The project is organized as follows:

- `zero_sum_eval/`: Main package containing the core framework
  - `games/`: Individual game implementations
  - `managers/`: Game and match management classes
- `data/`: Game-specific data and examples
- `configs/`: Configuration files for different games and scenarios
- `run_game.py`: Script to run individual games
- `run_matches.py`: Script to run a series of matches

## Installation

1. Clone the repository:
   ```
   git clone https://github.com/your-username/ZeroSumEval.git
   cd ZeroSumEval
   ```

2. Install the required dependencies:
   ```
   pip install -r requirements.txt
   ```

## Usage

To run a game:

```
python run_game.py -c configs/chess.yaml
```

To run a series of matches:
```
python run_matches.py -c configs/mathquiz.yaml
```

## Games

ZeroSumEval currently supports the following games:

1. Chess
2. Math Quiz
3. Gandalf (Password Guessing)
4. PyJail (Capture The Flag)

Each game is implemented as a separate module in the `zero_sum_eval/games/` directory.

## Configuration

Game configurations are defined in YAML files located in the `configs/` directory.
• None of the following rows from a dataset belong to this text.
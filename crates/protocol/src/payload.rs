//! Typed views over event payloads.
//!
//! The envelope keeps the payload as raw JSON so unknown topics relay
//! untouched; these types are what the gateway and its collaborators read
//! for the topics they understand.

use {
    serde::{Deserialize, Serialize},
    serde_json::{Map, Value},
};

use crate::topics;

/// Payload of `chat.input`, `chat.output` and `notification` events.
#[derive(Debug, Clone, Default, PartialEq, Eq, Serialize, Deserialize)]
pub struct TextPayload {
    #[serde(default)]
    pub text: String,
}

/// Payload of `grid.tick` events. The producer's counter may skip values.
#[derive(Debug, Clone, Copy, Default, PartialEq, Serialize, Deserialize)]
pub struct TickPayload {
    #[serde(default)]
    pub n: Option<u64>,
    #[serde(default)]
    pub rand: Option<f64>,
}

/// Payload of `home.command` events: a command topic plus free parameters.
#[derive(Debug, Clone, Default, PartialEq, Serialize, Deserialize)]
pub struct HomeCommand {
    #[serde(default, skip_serializing_if = "Option::is_none")]
    pub topic: Option<String>,
    #[serde(flatten)]
    pub params: Map<String, Value>,
}

impl TextPayload {
    pub fn new(text: impl Into<String>) -> Self {
        Self { text: text.into() }
    }

    pub fn from_value(value: &Value) -> Option<Self> {
        Self::deserialize(value).ok()
    }

    pub fn to_value(&self) -> Value {
        serde_json::json!({ "text": self.text })
    }
}

impl TickPayload {
    pub fn from_value(value: &Value) -> Option<Self> {
        Self::deserialize(value).ok()
    }
}

impl HomeCommand {
    pub fn from_value(value: &Value) -> Option<Self> {
        Self::deserialize(value).ok()
    }

    pub fn param_str(&self, key: &str) -> Option<&str> {
        self.params.get(key).and_then(Value::as_str)
    }
}

/// Payload interpreted according to the event's topic.
#[derive(Debug, Clone, PartialEq)]
pub enum Payload {
    Text(TextPayload),
    Tick(TickPayload),
    HomeCommand(HomeCommand),
    /// Unknown topic or a payload that does not fit the topic's shape.
    Other(Value),
}

impl Payload {
    pub fn parse(topic: &str, value: &Value) -> Self {
        let typed = match topic {
            topics::CHAT_INPUT | topics::CHAT_OUTPUT | topics::NOTIFICATION => {
                TextPayload::from_value(value).map(Payload::Text)
            },
            topics::TICK => TickPayload::from_value(value).map(Payload::Tick),
            topics::HOME_COMMAND => HomeCommand::from_value(value).map(Payload::HomeCommand),
            _ => None,
        };
        typed.unwrap_or_else(|| Payload::Other(value.clone()))
    }
}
These files specify:

- Logging settings
- Game parameters
- Player configurations
- LLM settings

<details>
<summary>Example Configuration (chess.yaml):</summary>

```yaml
logging:
  output_dir: ../output/chess_game
manager:
  args:
    max_rounds: 200
    win_conditions: 
      - Checkmate
    draw_conditions:
      - Stalemate
      - ThreefoldRepetition
      - FiftyMoveRule
      - InsufficientMaterial
game:
  name: chess
  players:
    - name: chess_player
      args:
        id: gpt4 white
        roles: 
          - White
        optimize: false
        dataset: chess_dataset
        dataset_args:
          filename: ./data/chess/stockfish_examples.jsonl
          role: White
        optimizer: MIPROv2
        optimizer_args:
          num_candidates: 5
          minibatch_size: 20
          minibatch_full_eval_steps: 10
        compilation_args:
          max_bootstrapped_demos: 1
          max_labeled_demos: 1
        metric: chess_move_validation_metric
        lm:
          type: AzureOpenAI
          args:
            api_base: https://allam-swn-gpt-01.openai.azure.com/
            api_version: 2023-07-01-preview
            deployment_id: gpt-4o-900ptu
            max_tokens: 800
            temperature: 0.8
            top_p: 0.95
            frequency_penalty: 0
            presence_penalty: 0
        max_tries: 5
    - name: chess_player
      args:
        id: gpt4 black
        roles: 
          - Black
        optimize: false
        dataset: chess_dataset
        dataset_args:
          filename: ./data/chess/stockfish_examples.jsonl
          role: Black
        optimizer: MIPROv2
        optimizer_args:
          num_candidates: 5
          minibatch_size: 20
          minibatch_full_eval_steps: 10
        compilation_args:
          max_bootstrapped_demos: 1
          max_labeled_demos: 1
        metric: chess_move_validation_metric
        lm:
          type: AzureOpenAI
          args:
            api_base: https://allam-swn-gpt-01.openai.azure.com/
            api_version: 2023-07-01-preview
            deployment_id: gpt-4o-900ptu
            max_tokens: 800
            temperature: 0.8
            top_p: 0.95
            frequency_penalty: 0
            presence_penalty: 0
        max_tries: 5
```

</details>


## Contributing

Contributions to ZeroSumEval are welcome! Please open a pull request

## License

This project is licensed under the Apache License 2.0. See the LICENSE file for details.